Today, insecurity persists. Access to functioning hospitals remains limited. Schools struggle to deliver quality education. Employment is often mediated through loyalty rather than merit. Borders remain porous and contested. These are not abstract policy failures. They are lived realities.

A critical democratic question, therefore, remains unanswered. If the Sudanese government could allow William Deng Nhial and SANU to contest politically in the 1960s, will opponents of the ruling SPLM be granted equal democratic space today? Will they receive equal airtime on SSBC and equal freedom on the campaign trail, without intimidation or restriction? If not, how does that align with the democratic principles the SPLM once demanded?

As South Sudan approaches 2026’s election, the argument for continued SPLM leadership cannot rest on history alone. It must be measured.

Are civilians safer today than they were at the beginning of the post-2005 period?
Is there a national health system that ordinary citizens can rely on?
Have schools been built, protected, staffed, and improved at scale?
Is public employment based on competence or factional allegiance?
Are borders demarcated, governed, and protected through law and institutions?

These are not hostile questions. They are governance questions.

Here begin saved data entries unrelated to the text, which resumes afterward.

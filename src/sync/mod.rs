//! Catalog event handling.
//!
//! - [`engine`] - decides between full rebuild and incremental update
//! - [`worker`] - serializes events through a single queue consumer

mod engine;
mod worker;

pub use engine::{CatalogEvent, EventKind, IgnoreReason, SyncEngine, SyncError, SyncOutcome};
pub use worker::{SyncHandle, SyncWorker};
//! Board-wide search parameters.

/// Default weight of a diagonal step in grid-offset searches (≈ √2).
pub const DEFAULT_DIAGONAL_WEIGHT: f64 = 1.4142;

/// Default cap on expansions per search.
pub const DEFAULT_MAX_SEARCH_STEPS: usize = 100_000;

/// Parameters shared by every query on a board.
#[derive(Debug, Clone, Copy, PartialEq)]
#[cfg_attr(feature = "serde", derive(serde::Serialize, serde::Deserialize))]
#[cfg_attr(feature = "serde", serde(default))]
pub struct BoardConfig {
    /// If true, diagonal tiles are adjacent too.
    pub starry: bool,
    /// Cost of a diagonal step in grid-offset searches.
    pub diagonal_weight: f64,
    /// Multiplies every link length in link searches. With 0, every link
    /// costs 1.
    pub link_length_weight: f64,
    /// Upper bound on expansions performed by a single search.
    pub max_search_steps: usize,
}

impl Default for BoardConfig {
    fn default() -> Self {
        Self {
            starry: false,
            diagonal_weight: DEFAULT_DIAGONAL_WEIGHT,
            link_length_weight: 1.0,
            max_search_steps: DEFAULT_MAX_SEARCH_STEPS,
        }
    }
}

impl BoardConfig {
    pub fn with_starry(mut self, starry: bool) -> Self {
        self.starry = starry;
        self
    }

    pub fn with_diagonal_weight(mut self, weight: f64) -> Self {
        self.diagonal_weight = weight;
        self
    }

    pub fn with_link_length_weight(mut self, weight: f64) -> Self {
        self.link_length_weight = weight;
        self
    }

    pub fn with_max_search_steps(mut self, steps: usize) -> Self {
        self.max_search_steps = steps;
        self
    }
}

#[cfg(all(test, feature = "serde"))]
mod serde_tests {
    use super::*;

    #[test]
    fn missing_fields_take_defaults() {
        let cfg: BoardConfig = serde_json::from_str(r#"{"starry": true}"#).unwrap();
        assert!(cfg.starry);
        assert_eq!(cfg.diagonal_weight, DEFAULT_DIAGONAL_WEIGHT);
        assert_eq!(cfg.max_search_steps, DEFAULT_MAX_SEARCH_STEPS);
    }
}
//! Area-of-effect shape generators.
//!
//! Every generator returns the affected positions with `start` first. The
//! candidates that have no tile are dropped, and with `los` set so are the
//! ones `sight` says cannot be seen from `start`. A `start` without a tile
//! gives an empty result.

use skirmish_core::{Board, Point};
use skirmish_paths::{AreaQuery, Searcher};

use crate::sight::LineOfSight;

fn keep_visible(
    board: &Board,
    sight: &impl LineOfSight,
    start: Point,
    los: bool,
    candidates: impl IntoIterator<Item = Point>,
) -> Vec<Point> {
    candidates
        .into_iter()
        .filter(|&p| board.contains(p))
        .filter(|&p| !los || sight.has_line_of_sight(board, start, p))
        .collect()
}

/// A `size` x `size` square on `start`.
///
/// Odd sizes are centered. Even sizes have no center tile: offsets run from
/// `-(size - 2) / 2` to `size / 2` on both axes, so the square leans towards
/// positive coordinates.
pub fn square(
    board: &Board,
    sight: &impl LineOfSight,
    start: Point,
    size: i32,
    los: bool,
) -> Vec<Point> {
    if !board.contains(start) {
        return Vec::new();
    }
    if size <= 1 {
        return vec![start];
    }
    let (lo, hi) = if size % 2 == 0 {
        (-(size - 2) / 2, size / 2)
    } else {
        (-(size - 1) / 2, (size - 1) / 2)
    };
    let offsets = (lo..=hi).flat_map(move |x| (lo..=hi).map(move |y| Point::new(x, y)));
    let candidates = std::iter::once(start).chain(
        offsets
            .filter(|&d| d != Point::ZERO)
            .map(|d| start + d),
    );
    keep_visible(board, sight, start, los, candidates)
}

/// Tiles within grid distance `size` of `start` (diagonal steps weighted on
/// starry boards), as found by [`Searcher::tiles_in_range`].
pub fn circle(
    board: &Board,
    searcher: &mut Searcher,
    sight: &impl LineOfSight,
    start: Point,
    size: i32,
    los: bool,
) -> Vec<Point> {
    if !board.contains(start) {
        return Vec::new();
    }
    if size <= 0 {
        return vec![start];
    }
    let area = searcher.tiles_in_range(board, start, size, AreaQuery::default());
    keep_visible(board, sight, start, los, area.iter().copied())
}

/// A cone whose tip is `start`, opening away from `caster`.
///
/// For an orthogonal direction, the slice at depth `d` (from 1 to
/// `size - 1`) is `2 * d + 1` tiles wide. For a diagonal direction the cone
/// fills the triangle of offsets `(x, y)` with `x + y < size` between the two
/// axes of the direction.
pub fn cone(
    board: &Board,
    sight: &impl LineOfSight,
    start: Point,
    caster: Point,
    size: i32,
    los: bool,
) -> Vec<Point> {
    if !board.contains(start) {
        return Vec::new();
    }
    let dir = Point::direction(caster, start);
    if size <= 1 || dir == Point::ZERO {
        return vec![start];
    }
    let mut candidates = vec![start];
    if dir.is_orthogonal_step() {
        let side = Point::new(-dir.y, dir.x);
        for depth in 1..size {
            for lateral in -depth..=depth {
                candidates.push(start + dir * depth + side * lateral);
            }
        }
    } else {
        for x in (0..size).rev() {
            for y in 0..size - x {
                if x == 0 && y == 0 {
                    continue;
                }
                candidates.push(start + Point::new(x * dir.x, y * dir.y));
            }
        }
    }
    keep_visible(board, sight, start, los, candidates)
}

/// A straight line from `start` away from `caster`, `size` tiles long.
///
/// With `aoe_los` the line ends before the first position without a tile,
/// or on the first occupied tile. Without it, gaps are skipped and occupants
/// do not stop the line.
pub fn line(
    board: &Board,
    sight: &impl LineOfSight,
    start: Point,
    caster: Point,
    size: i32,
    los: bool,
    aoe_los: bool,
) -> Vec<Point> {
    if !board.contains(start) {
        return Vec::new();
    }
    let dir = Point::direction(caster, start);
    if size <= 1 || dir == Point::ZERO {
        return vec![start];
    }
    let mut candidates = vec![start];
    for i in 1..size {
        let p = start + dir * i;
        let Some(tile) = board.get_tile(p) else {
            if aoe_los {
                break;
            }
            continue;
        };
        candidates.push(p);
        if aoe_los && tile.is_occupied() {
            break;
        }
    }
    keep_visible(board, sight, start, los, candidates)
}

#[cfg(test)]
mod tests {
    use super::*;
    use crate::sight::{OccupantSight, Unobstructed};
    use skirmish_core::{BoardConfig, BoardLayout};
    use std::collections::HashSet;

    fn open_grid(w: i32, h: i32) -> Board {
        Board::build(&BoardLayout::grid(w, h), BoardConfig::default()).unwrap()
    }

    fn set(pts: &[Point]) -> HashSet<Point> {
        pts.iter().copied().collect()
    }

    #[test]
    fn degenerate_sizes_give_start() {
        let b = open_grid(5, 5);
        let mut s = Searcher::new();
        let (o, c) = (Point::new(2, 2), Point::new(2, 1));
        assert_eq!(square(&b, &Unobstructed, o, 1, false), vec![o]);
        assert_eq!(square(&b, &Unobstructed, o, 0, false), vec![o]);
        assert_eq!(circle(&b, &mut s, &Unobstructed, o, 0, false), vec![o]);
        assert_eq!(cone(&b, &Unobstructed, o, c, 1, false), vec![o]);
        assert_eq!(line(&b, &Unobstructed, o, c, 1, false, true), vec![o]);
    }

    #[test]
    fn unit_cone_in_every_direction() {
        let b = open_grid(5, 5);
        let o = Point::new(2, 2);
        for caster in [Point::new(2, 1), Point::new(0, 2), Point::new(1, 1), Point::new(3, 1), o] {
            assert_eq!(cone(&b, &Unobstructed, o, caster, 1, false), vec![o]);
            assert_eq!(cone(&b, &OccupantSight::default(), o, caster, 1, true), vec![o]);
        }
    }

    #[test]
    fn missing_start_is_empty() {
        let b = open_grid(2, 2);
        let mut s = Searcher::new();
        let o = Point::new(9, 9);
        assert!(square(&b, &Unobstructed, o, 3, false).is_empty());
        assert!(circle(&b, &mut s, &Unobstructed, o, 3, false).is_empty());
        assert!(cone(&b, &Unobstructed, o, Point::ZERO, 3, false).is_empty());
        assert!(line(&b, &Unobstructed, o, Point::ZERO, 3, false, false).is_empty());
    }

    #[test]
    fn odd_square_is_centered() {
        let b = open_grid(7, 7);
        let got = square(&b, &Unobstructed, Point::new(3, 3), 3, false);
        assert_eq!(got.len(), 9);
        assert_eq!(got[0], Point::new(3, 3));
        assert!(got.iter().all(|p| (p.x - 3).abs() <= 1 && (p.y - 3).abs() <= 1));
    }

    #[test]
    fn even_square_leans_positive() {
        let b = open_grid(9, 9);
        let o = Point::new(4, 4);
        let got = square(&b, &Unobstructed, o, 4, false);
        assert_eq!(got.len(), 16);
        assert_eq!(set(&got).len(), 16);
        assert!(got.contains(&Point::new(3, 3)));
        assert!(got.contains(&Point::new(6, 6)));
        assert!(!got.contains(&Point::new(2, 4)));

        let got = square(&b, &Unobstructed, o, 2, false);
        assert_eq!(
            set(&got),
            set(&[o, Point::new(5, 4), Point::new(4, 5), Point::new(5, 5)])
        );
    }

    #[test]
    fn square_clips_at_board_edge() {
        let b = open_grid(3, 3);
        let got = square(&b, &Unobstructed, Point::new(0, 0), 3, false);
        assert_eq!(got.len(), 4);
    }

    #[test]
    fn circle_matches_range_search() {
        let b = open_grid(7, 7);
        let mut s = Searcher::new();
        let got = circle(&b, &mut s, &Unobstructed, Point::new(3, 3), 2, false);
        assert_eq!(got.len(), 13);
        assert_eq!(got[0], Point::new(3, 3));
    }

    #[test]
    fn orthogonal_cone_widens() {
        let b = open_grid(9, 9);
        let start = Point::new(4, 4);
        let caster = Point::new(3, 4);
        let got = cone(&b, &Unobstructed, start, caster, 3, false);
        // 1 + 3 + 5
        assert_eq!(got.len(), 9);
        assert_eq!(got[0], start);
        assert!(got.iter().all(|p| p.x >= 4));
        assert!(got.contains(&Point::new(6, 6)));
        assert!(got.contains(&Point::new(6, 2)));
        assert!(!got.contains(&Point::new(5, 6)));

        let down = cone(&b, &Unobstructed, start, Point::new(4, 8), 3, false);
        assert_eq!(down.len(), 9);
        assert!(down.iter().all(|p| p.y <= 4));
    }

    #[test]
    fn diagonal_cone_is_a_triangle() {
        let b = open_grid(9, 9);
        let start = Point::new(4, 4);
        let got = cone(&b, &Unobstructed, start, Point::new(3, 3), 3, false);
        assert_eq!(got[0], start);
        assert_eq!(
            set(&got),
            set(&[
                start,
                Point::new(6, 4),
                Point::new(5, 4),
                Point::new(5, 5),
                Point::new(4, 5),
                Point::new(4, 6),
            ])
        );
        assert_eq!(got.len(), 6);
    }

    #[test]
    fn cone_on_caster_tile() {
        let b = open_grid(3, 3);
        let o = Point::new(1, 1);
        assert_eq!(cone(&b, &Unobstructed, o, o, 4, false), vec![o]);
        assert_eq!(line(&b, &Unobstructed, o, o, 4, false, false), vec![o]);
    }

    #[test]
    fn far_caster_keeps_direction() {
        let b = open_grid(5, 5);
        let start = Point::new(0, 2);
        let caster = Point::new(-50_000, 2);
        assert_eq!(
            line(&b, &Unobstructed, start, caster, 3, false, false),
            vec![start, Point::new(1, 2), Point::new(2, 2)]
        );
        let got = cone(&b, &Unobstructed, start, caster, 2, false);
        assert_eq!(
            set(&got),
            set(&[start, Point::new(1, 1), Point::new(1, 2), Point::new(1, 3)])
        );
    }

    #[test]
    fn line_stops_on_first_occupant() {
        let l = BoardLayout::parse("...a..").unwrap();
        let b = Board::build(&l, BoardConfig::default()).unwrap();
        let start = Point::new(1, 0);
        let caster = Point::new(0, 0);
        let got = line(&b, &Unobstructed, start, caster, 5, false, true);
        assert_eq!(got, vec![Point::new(1, 0), Point::new(2, 0), Point::new(3, 0)]);

        let got = line(&b, &Unobstructed, start, caster, 5, false, false);
        assert_eq!(got.len(), 5);
    }

    #[test]
    fn line_and_gaps() {
        let l = BoardLayout::parse(".. ...").unwrap();
        let b = Board::build(&l, BoardConfig::default()).unwrap();
        let start = Point::new(1, 0);
        let caster = Point::new(0, 0);
        assert_eq!(
            line(&b, &Unobstructed, start, caster, 4, false, true),
            vec![Point::new(1, 0)]
        );
        assert_eq!(
            line(&b, &Unobstructed, start, caster, 4, false, false),
            vec![Point::new(1, 0), Point::new(3, 0), Point::new(4, 0)]
        );
    }

    #[test]
    fn sight_filter_applies_to_all_shapes() {
        let l = BoardLayout::parse(
            "\
.....
.....
..#..
.....
.....",
        )
        .unwrap();
        let b = Board::build(&l, BoardConfig::default()).unwrap();
        let sight = OccupantSight::default();
        let mut s = Searcher::new();
        let start = Point::new(2, 1);
        let hidden = Point::new(2, 3);

        assert!(square(&b, &Unobstructed, start, 5, false).contains(&hidden));
        assert!(!square(&b, &sight, start, 5, true).contains(&hidden));
        assert!(!circle(&b, &mut s, &sight, start, 2, true).contains(&hidden));
        assert!(circle(&b, &mut s, &sight, start, 2, false).contains(&hidden));
        let up = cone(&b, &sight, start, Point::new(2, 0), 3, true);
        assert!(!up.contains(&hidden));
        assert!(up.contains(&Point::new(2, 2)));
        let ray = line(&b, &sight, start, Point::new(2, 0), 4, true, false);
        assert_eq!(ray, vec![start, Point::new(2, 2)]);
    }
}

An election year should prioritise dialogue and reconciliation. Yet rhetoric remains divisive and trust fragile. A movement that promised freedom cannot credibly govern through intimidation. A movement that promised unity cannot mobilise communities against one another. A movement that promised development cannot rely on liberation history alone.

The SPLM’s role in liberation will always be part of South Sudan’s national story. But liberation history is not a lifetime permit to rule. It is an obligation to deliver the state that was promised.

In 2026, the SPLM, in all its factions, must present a credible record, a coherent vision, and a believable case for trust. Without that, history will judge the movement not by how long it lasted, but by what it failed to become.

South Sudan will not be asking for perfection.
It will be asking for proof. And proof is the only argument that lasts.